TASK OBJECTIVE :: In full and without change, repeat the records shown below.

Dataset entries:
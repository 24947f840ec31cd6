use reel::app::{AppOptions, run};
use reel::model::MediaKind;
use std::path::PathBuf;
use time::UtcOffset;

#[derive(Debug, Default, PartialEq, Eq)]
struct CliArgs {
    kind: MediaKind,
    folder: Option<PathBuf>,
    player: Option<Vec<String>>,
    resume: Option<bool>,
    shuffle: Option<bool>,
}

fn main() -> anyhow::Result<()> {
    // The local offset can only be read while the process is single-threaded.
    let utc_offset = UtcOffset::current_local_offset().unwrap_or(UtcOffset::UTC);
    let args = parse_args(std::env::args().skip(1).collect())?;

    if let Err(err) = reel::logging::setup_logging(utc_offset) {
        eprintln!("logging disabled: {err:#}");
    }
    log::info!("starting {} variant", args.kind.label());

    run(AppOptions {
        kind: args.kind,
        folder: args.folder,
        player_command: args.player,
        resume_last: args.resume,
        shuffle: args.shuffle,
        utc_offset,
    })
}

fn parse_args(args: Vec<String>) -> anyhow::Result<CliArgs> {
    let mut out = CliArgs::default();
    let mut index = 0;
    while index < args.len() {
        match args[index].as_str() {
            "--music" => out.kind = MediaKind::Audio,
            "--reel" => out.kind = MediaKind::Video,
            "--folder" => {
                index += 1;
                let Some(value) = args.get(index) else {
                    anyhow::bail!("--folder requires a path");
                };
                if value.trim().is_empty() {
                    anyhow::bail!("--folder cannot be empty");
                }
                out.folder = Some(PathBuf::from(value.trim()));
            }
            "--player" => {
                index += 1;
                let Some(value) = args.get(index) else {
                    anyhow::bail!("--player requires a command");
                };
                let command: Vec<String> = value.split_whitespace().map(String::from).collect();
                if command.is_empty() {
                    anyhow::bail!("--player cannot be empty");
                }
                out.player = Some(command);
            }
            "--resume" => out.resume = Some(true),
            "--no-resume" => out.resume = Some(false),
            "--shuffle" => out.shuffle = Some(true),
            "--in-order" => out.shuffle = Some(false),
            "-h" | "--help" => {
                print_help();
                std::process::exit(0);
            }
            other => anyhow::bail!("unknown argument {other}"),
        }
        index += 1;
    }
    Ok(out)
}

fn print_help() {
    println!("reel");
    println!("  --music           Play songs (default)");
    println!("  --reel            Shuffle videos through an external player");
    println!("  --folder PATH     Folder to scan");
    println!("  --player CMD      Video player command, e.g. \"mpv --fs\"");
    println!("  --resume          Start at the last item after a scan");
    println!("  --no-resume       Start at the first item after a scan");
    println!("  --shuffle         Shuffle songs instead of playing them in folder order");
    println!("  --in-order        Play in folder order (default for --music)");
    println!("Environment: REEL_CONFIG_DIR, REEL_LOG");
}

ANSWER TO THIS EXERCISE ::
repository 24947f840ec31cd6
use reel::app::{AppOptions, run};
use reel::model::MediaKind;
use std::path::PathBuf;
use time::UtcOffset;

#[derive(Debug, Default, PartialEq, Eq)]
struct CliArgs {
    kind: MediaKind,
    folder: Option<PathBuf>,
    player: Option<Vec<String>>,
    resume: Option<bool>,
    shuffle: Option<bool>,
}

fn main() -> anyhow::Result<()> {
    // The local offset can only be read while the process is single-threaded.
    let utc_offset = UtcOffset::current_local_offset().unwrap_or(UtcOffset::UTC);
    let args = parse_args(std::env::args().skip(1).collect())?;

    if let Err(err) = reel::logging::setup_logging(utc_offset) {
        eprintln!("logging disabled: {err:#}");
    }
    log::info!("starting {} variant", args.kind.label());

    run(AppOptions {
        kind: args.kind,
        folder: args.folder,
        player_command: args.player,
        resume_last: args.resume,
        shuffle: args.shuffle,
        utc_offset,
    })
}

fn parse_args(args: Vec<String>) -> anyhow::Result<CliArgs> {
    let mut out = CliArgs::default();
    let mut index = 0;
    while index < args.len() {
        match args[index].as_str() {
            "--music" => out.kind = MediaKind::Audio,
            "--reel" => out.kind = MediaKind::Video,
            "--folder" => {
                index += 1;
                let Some(value) = args.get(index) else {
                    anyhow::bail!("--folder requires a path");
                };
                if value.trim().is_empty() {
                    anyhow::bail!("--folder cannot be empty");
                }
                out.folder = Some(PathBuf::from(value.trim()));
            }
            "--player" => {
                index += 1;
                let Some(value) = args.get(index) else {
                    anyhow::bail!("--player requires a command");
                };
                let command: Vec<String> = value.split_whitespace().map(String::from).collect();
                if command.is_empty() {
                    anyhow::bail!("--player cannot be empty");
                }
                out.player = Some(command);
            }
            "--resume" => out.resume = Some(true),
            "--no-resume" => out.resume = Some(false),
            "--shuffle" => out.shuffle = Some(true),
            "--in-order" => out.shuffle = Some(false),
            "-h" | "--help" => {
                print_help();
                std::process::exit(0);
            }
            other => anyhow::bail!("unknown argument {other}"),
        }
        index += 1;
    }
    Ok(out)
}

fn print_help() {
    println!("reel");
    println!("  --music           Play songs (default)");
    println!("  --reel            Shuffle videos through an external player");
    println!("  --folder PATH     Folder to scan");
    println!("  --player CMD      Video player command, e.g. \"mpv --fs\"");
    println!("  --resume          Start at the last item after a scan");
    println!("  --no-resume       Start at the first item after a scan");
    println!("  --shuffle         Shuffle songs instead of playing them in folder order");
    println!("  --in-order        Play in folder order (default for --music)");
    println!("Environment: REEL_CONFIG_DIR, REEL_LOG");
}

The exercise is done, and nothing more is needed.